Amended documents filed in Quebec provincial court this week in a class-action lawsuit said oil companies, in addition to railways and fuel brokers shipping the crude, should have known the oil in the Lac-Mégantic incident was far more volatile than other forms of crude oil. The lawsuit, which has yet gained certification, ended up filed on behalf of several Lac-Mégantic victims.

The amendment names U.S. energy producers Marathon Oil of Houston and Slawson Exploration of Wichita, KS, saying both companies were “responsible for determining the hazard class of the hazardous materials … However, from the point of extraction to the point of explosion in Lac-Mégantic, these risks were inadequately signaled and inadequate precautions were taken to ensure safe transport.”

Shipments of oil by rail have risen sharply in the past few years, as crude production booms in regions like North Dakota, which has limited pipeline capacity. In Canada, crude oil shipments have risen from a few hundred in 2009, to roughly 140,000 in 2013. Similarly, in the U.S., crude oil shipments by rail have risen more than 400 percent since 2005.

Crude from the Bakken shale formation, which straddles North Dakota, along with parts of southern Manitoba and Saskatchewan, is lighter than other forms of oil from Alberta and Texas, and requires less refining.

However, the lighter elements of the crude, and the vapors they give off, raised concerns as to whether the oil is more explosive.
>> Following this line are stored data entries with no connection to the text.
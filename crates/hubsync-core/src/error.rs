// ── Core error types ──
//
// Domain errors from hubsync-core. Consumers never see HTTP status
// codes or XML parse failures directly; `From<hubsync_api::Error>`
// folds wire errors into the auth / communication split that drives
// retry policy and host status.

use thiserror::Error;

/// Unified error type for the core crate.
#[derive(Debug, Error)]
pub enum CoreError {
    // ── Authentication ───────────────────────────────────────────────
    /// Bad credentials, a rejected session whose re-login failed, or an
    /// unpaired gateway. Usually needs user action.
    #[error("Authentication failed: {message}")]
    AuthenticationFailed { message: String },

    // ── Communication ────────────────────────────────────────────────
    /// Network failure, unexpected HTTP status, or an undecodable payload.
    #[error("Communication error: {message}")]
    Communication { message: String },

    /// HTTP 200 without the expected success marker.
    #[error("Protocol violation: {message}")]
    ProtocolViolation { message: String },

    // ── Data errors ──────────────────────────────────────────────────
    #[error("Device not found: {id}")]
    DeviceNotFound { id: String },

    // ── Operation errors ─────────────────────────────────────────────
    #[error("Operation not supported: {operation}")]
    Unsupported { operation: String },

    #[error("Validation failed: {message}")]
    ValidationFailed { message: String },

    #[error("Bridge has been disposed")]
    BridgeDisposed,

    // ── Configuration errors ─────────────────────────────────────────
    #[error("Configuration error: {message}")]
    Config { message: String },

    // ── Internal errors ──────────────────────────────────────────────
    #[error("Internal error: {0}")]
    Internal(String),
}

impl CoreError {
    /// Credentials or pairing problem: retry on the long fixed delay.
    pub fn is_auth(&self) -> bool {
        matches!(self, Self::AuthenticationFailed { .. })
    }

    /// Transient remote problem: retry with backoff.
    pub fn is_communication(&self) -> bool {
        matches!(
            self,
            Self::Communication { .. } | Self::ProtocolViolation { .. } | Self::DeviceNotFound { .. }
        )
    }
}

// ── Conversion from transport-layer errors ───────────────────────────

impl From<hubsync_api::Error> for CoreError {
    fn from(err: hubsync_api::Error) -> Self {
        use hubsync_api::Error as Api;

        match err {
            Api::Authentication { message } => Self::AuthenticationFailed { message },
            Api::NotPaired => Self::AuthenticationFailed {
                message: "Gateway not paired -- press the sync button on the gateway".into(),
            },
            Api::Transport(e) => Self::Communication {
                message: e.to_string(),
            },
            Api::InvalidUrl(e) => Self::Config {
                message: format!("Invalid URL: {e}"),
            },
            Api::Tls(message) => Self::Communication {
                message: format!("TLS error: {message}"),
            },
            Api::Status { status, .. } => Self::Communication {
                message: format!("unexpected HTTP status {status}"),
            },
            Api::Protocol { message, .. } => Self::ProtocolViolation { message },
            Api::Deserialization { message, .. } => Self::Communication {
                message: format!("malformed payload: {message}"),
            },
            Api::Xml(e) => Self::Communication {
                message: format!("malformed XML: {e}"),
            },
        }
    }
}

#[cfg(test)]
mod tests {
    use super::*;

    #[test]
    fn wire_errors_split_into_auth_and_communication() {
        let auth: CoreError = hubsync_api::Error::NotPaired.into();
        assert!(auth.is_auth());

        let status: CoreError = hubsync_api::Error::Status {
            status: 503,
            body: String::new(),
        }
        .into();
        assert!(status.is_communication());

        let protocol: CoreError = hubsync_api::Error::Protocol {
            message: "no marker".into(),
            body: "{\"success\":0}".into(),
        }
        .into();
        assert!(matches!(protocol, CoreError::ProtocolViolation { .. }));
        assert!(protocol.is_communication());
    }
}
#[cfg(test)]
#[allow(clippy::unwrap_used)]
mod tests {
    use super::*;
    use hubsync_core::BridgeKind;
    use pretty_assertions::assert_eq;

    const SAMPLE: &str = r#"
        [defaults]
        poll_interval = 45

        [bridges.upstairs]
        kind = "portal"
        username = "me@example.com"
        password_env = "UPSTAIRS_PASSWORD"

        [bridges.lights]
        kind = "gateway"
        host = "192.168.1.40"
        poll_interval = 10
    "#;

    fn sample() -> Config {
        extract(
            Figment::new()
                .merge(Serialized::defaults(Config::default()))
                .merge(Toml::string(SAMPLE)),
        )
        .unwrap()
    }

    fn no_env(_: &str) -> Option<String> {
        None
    }

    #[test]
    fn parses_bridges_and_fills_defaults() {
        let cfg = sample();
        assert_eq!(cfg.defaults.poll_interval, 45);
        assert_eq!(cfg.defaults.timeout, 30);
        assert_eq!(cfg.bridges.len(), 2);
        assert_eq!(cfg.bridges["lights"].kind, ProfileKind::Gateway);
        assert_eq!(cfg.bridges["upstairs"].password_env.as_deref(), Some("UPSTAIRS_PASSWORD"));
    }

    #[test]
    fn portal_password_comes_from_named_env_var() {
        let cfg = sample();
        let env = |name: &str| (name == "UPSTAIRS_PASSWORD").then(|| "hunter2".to_owned());

        let config =
            profile_to_bridge_config_with(&cfg.bridges["upstairs"], "upstairs", &cfg.defaults, env)
                .unwrap();

        let BridgeKind::Portal { url, username, password } = &config.kind else {
            panic!("expected a portal bridge");
        };
        assert_eq!(url.as_str(), "https://mytotalconnectcomfort.com/");
        assert_eq!(username, "me@example.com");
        assert_eq!(password.expose_secret(), "hunter2");
        assert_eq!(config.poll_interval, Duration::from_secs(45));
        assert_eq!(config.retry_delay, Duration::from_secs(60));
        assert_eq!(config.tls, TlsVerification::SystemDefaults);
    }

    #[test]
    fn portal_without_password_has_no_credentials() {
        let mut profile = BridgeProfile::new(ProfileKind::Portal);
        profile.username = Some("me@example.com".into());

        let err = profile_to_bridge_config_with(
            &profile,
            "hubsync-test-no-such-bridge",
            &Defaults::default(),
            no_env,
        )
        .unwrap_err();
        assert!(matches!(err, ConfigError::NoCredentials { .. }));
    }

    #[test]
    fn gateway_profile_uses_gateway_defaults() {
        let cfg = sample();
        let config =
            profile_to_bridge_config_with(&cfg.bridges["lights"], "lights", &cfg.defaults, no_env)
                .unwrap();

        assert!(matches!(config.kind, BridgeKind::Gateway { ref host, .. } if host == "192.168.1.40"));
        assert_eq!(config.poll_interval, Duration::from_secs(10));
        assert_eq!(config.retry_delay, Duration::from_secs(15));
        assert_eq!(config.presence_interval, Some(Duration::from_secs(60)));
        assert_eq!(config.tls, TlsVerification::DangerAcceptInvalid);
    }

    #[test]
    fn gateway_without_host_is_invalid() {
        let profile = BridgeProfile::new(ProfileKind::Gateway);
        let err = profile_to_bridge_config_with(&profile, "lights", &Defaults::default(), no_env)
            .unwrap_err();
        assert!(matches!(err, ConfigError::Validation { ref field, .. } if field == "host"));
    }

    #[test]
    fn zero_poll_interval_is_rejected() {
        let mut profile = BridgeProfile::new(ProfileKind::Gateway);
        profile.host = Some("gw.local".into());
        profile.poll_interval = Some(0);
        let err = profile_to_bridge_config_with(&profile, "lights", &Defaults::default(), no_env)
            .unwrap_err();
        assert!(matches!(err, ConfigError::Validation { ref field, .. } if field == "poll_interval"));
    }

    #[test]
    fn saved_token_round_trips_through_the_file() {
        let dir = tempfile::tempdir().unwrap();
        let path = dir.path().join("nested").join("config.toml");
        let mut cfg = sample();

        save_gateway_token(
            &mut cfg,
            "lights",
            &SecretString::from("tok-123".to_string()),
            "seed-1",
            TokenStore::Plaintext,
        )
        .unwrap();
        save_config_to(&cfg, &path).unwrap();

        let reloaded = extract(
            Figment::new()
                .merge(Serialized::defaults(Config::default()))
                .merge(Toml::file(&path)),
        )
        .unwrap();
        let lights = &reloaded.bridges["lights"];
        assert_eq!(lights.access_key.as_deref(), Some("seed-1"));
        assert_eq!(
            gateway_token_with(lights, "lights", no_env).unwrap().expose_secret(),
            "tok-123"
        );
        assert_eq!(reloaded.defaults.poll_interval, 45);
    }

    #[test]
    fn token_for_portal_or_unknown_bridge_is_refused() {
        let mut cfg = sample();
        let token = SecretString::from("tok".to_string());

        let err = save_gateway_token(&mut cfg, "upstairs", &token, "k", TokenStore::Plaintext)
            .unwrap_err();
        assert!(matches!(err, ConfigError::Validation { .. }));

        let err = save_gateway_token(&mut cfg, "attic", &token, "k", TokenStore::Plaintext)
            .unwrap_err();
        assert!(matches!(err, ConfigError::UnknownBridge { .. }));
    }
}
use fyyur_page_shared::timestamp::TimestampFields;
use js_sys::Date;
use wasm_bindgen::prelude::*;

/// Parses a digit-delimited UTC timestamp string (e.g. `2019-05-21T19:30:15.500Z`) into a JS `Date`.
///
/// Never throws: input the parser can't make a time out of gives an Invalid Date.
#[wasm_bindgen(js_name = parseISOString)]
pub fn parse_iso_string(s: &str) -> Date {
	Date::new(&JsValue::from_f64(time_value(s)))
}

fn time_value(s: &str) -> f64 {
	// Time values never exceed 8.64e15 in magnitude, so the cast is exact.
	TimestampFields::split(s)
		.epoch_millis()
		.map_or(f64::NAN, |millis| millis as f64)
}

#[cfg(test)]
mod tests {
	use super::*;

	#[test]
	fn time_value_is_epoch_millis() {
		assert_eq!(time_value("2019-05-21T19:30:15.500Z"), 1_558_467_015_500.0);
		assert_eq!(time_value("1970-01-01 00:00:00.000"), 0.0);
	}

	#[test]
	fn invalid_input_is_nan() {
		assert!(time_value("2019-05-21").is_nan());
		assert!(time_value("").is_nan());
	}
}
use std::error::Error;
use std::fmt;
use wasm_bindgen::JsValue;

/// Errors that occur when the page doesn't have the elements a helper expects
#[derive(Debug, Eq, PartialEq)]
pub enum PreviewError {
	NoWindow,
	NoDocument,
	MissingElement(String),
	WrongElementType(String),
}

impl fmt::Display for PreviewError {
	fn fmt(&self, f: &mut fmt::Formatter<'_>) -> fmt::Result {
		match self {
			Self::NoWindow => write!(f, "No browser window is available"),
			Self::NoDocument => write!(f, "The browser window has no document"),
			Self::MissingElement(id) => write!(f, "No element with id \"{}\" exists on the page", id),
			Self::WrongElementType(id) => write!(f, "The element with id \"{}\" is not of the expected type", id),
		}
	}
}

impl Error for PreviewError {}

impl From<PreviewError> for JsValue {
	fn from(error: PreviewError) -> Self {
		let message = error.to_string();
		match error {
			PreviewError::MissingElement(_) | PreviewError::WrongElementType(_) => {
				js_sys::TypeError::new(&message).into()
			}
			PreviewError::NoWindow | PreviewError::NoDocument => js_sys::Error::new(&message).into(),
		}
	}
}
//! Live preview of an image link typed into a form field.
//!
//! The page is expected to carry an image element with id `preview` and a text input with id `image_link`. Calling
//! [`pic_preview`] copies whatever is currently in the input into the image's `src`, which makes the browser load and
//! show it. Nothing about the link is checked.

use crate::dom::{element_by_id, page_document};
use crate::error::PreviewError;
use wasm_bindgen::prelude::*;
use web_sys::{Document, Event, HtmlImageElement, HtmlInputElement};

pub const PREVIEW_ELEMENT_ID: &str = "preview";
pub const IMAGE_LINK_ELEMENT_ID: &str = "image_link";

/// Something with a current value that can be read, like a text input.
pub trait ValueSource {
	fn current_value(&self) -> String;
}

/// Something with a source that can be assigned, like an image.
pub trait SourceTarget {
	fn set_source(&self, source: &str);
}

/// Finds the elements involved in a preview by their ids.
pub trait ElementLookup {
	type Source: ValueSource;
	type Target: SourceTarget;

	fn value_source(&self, id: &str) -> Result<Self::Source, PreviewError>;
	fn source_target(&self, id: &str) -> Result<Self::Target, PreviewError>;
}

impl ValueSource for HtmlInputElement {
	fn current_value(&self) -> String {
		self.value()
	}
}

impl SourceTarget for HtmlImageElement {
	fn set_source(&self, source: &str) {
		self.set_src(source);
	}
}

impl ElementLookup for Document {
	type Source = HtmlInputElement;
	type Target = HtmlImageElement;

	fn value_source(&self, id: &str) -> Result<HtmlInputElement, PreviewError> {
		element_by_id(self, id)
	}

	fn source_target(&self, id: &str) -> Result<HtmlImageElement, PreviewError> {
		element_by_id(self, id)
	}
}

/// The ids of the two elements a preview connects.
#[derive(Clone, Debug, Eq, PartialEq)]
pub struct PreviewElementIds {
	pub preview: String,
	pub image_link: String,
}

impl PreviewElementIds {
	pub fn new(preview: impl Into<String>, image_link: impl Into<String>) -> Self {
		Self {
			preview: preview.into(),
			image_link: image_link.into(),
		}
	}
}

impl Default for PreviewElementIds {
	fn default() -> Self {
		Self::new(PREVIEW_ELEMENT_ID, IMAGE_LINK_ELEMENT_ID)
	}
}

/// Assigns the source's current value, unchanged, as the target's source.
pub fn preview(source: &impl ValueSource, target: &impl SourceTarget) {
	target.set_source(&source.current_value());
}

/// Looks up both elements and runs the preview.
///
/// # Errors
///
/// Fails when either element can't be found. Nothing is modified in that case.
pub fn run_preview<L: ElementLookup>(lookup: &L, ids: &PreviewElementIds) -> Result<(), PreviewError> {
	let display = lookup.source_target(&ids.preview)?;
	let link = lookup.value_source(&ids.image_link)?;
	preview(&link, &display);
	Ok(())
}

/// Shows the image at the link in the `image_link` field in the `preview` image.
///
/// Throws a `TypeError` when either element is missing from the page.
///
/// The elements are also required to be an `<input>` and an `<img>`. Any other element with one of the ids throws
/// the same `TypeError` instead of having an unrelated `value` read or `src` property written.
#[wasm_bindgen]
pub fn pic_preview() -> Result<(), JsValue> {
	let document = page_document()?;
	run_preview(&document, &PreviewElementIds::default())?;
	Ok(())
}

/// Runs [`pic_preview`] every time the `image_link` field changes.
#[wasm_bindgen]
pub fn attach_pic_preview() -> Result<(), JsValue> {
	let ids = PreviewElementIds::default();
	let document = page_document()?;
	let link_field: HtmlInputElement = element_by_id(&document, &ids.image_link)?;

	let listener_ids = ids.clone();
	let input_handler = Closure::<dyn FnMut(Event) -> Result<(), JsValue>>::new(move |_event: Event| {
		run_preview(&document, &listener_ids)?;
		Ok(())
	});
	link_field.add_event_listener_with_callback("input", input_handler.as_ref().unchecked_ref())?;
	// The listener lives as long as the page.
	input_handler.forget();

	log::debug!("Attached image preview from #{} to #{}", ids.image_link, ids.preview);
	Ok(())
}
“Bakken oil production yields not only highly sought after crude oil, but also a significant amount of volatile vapors, gases and light liquids, including propane, butane, pentane and natural gasoline,” the court documents filed in Quebec say. “When left in their combined state, these gases and liquids can become extremely explosive, even at relatively low ambient temperatures. Some of these gases may be burned off – or flared off – at the well head, but others remain in the extracted well product.”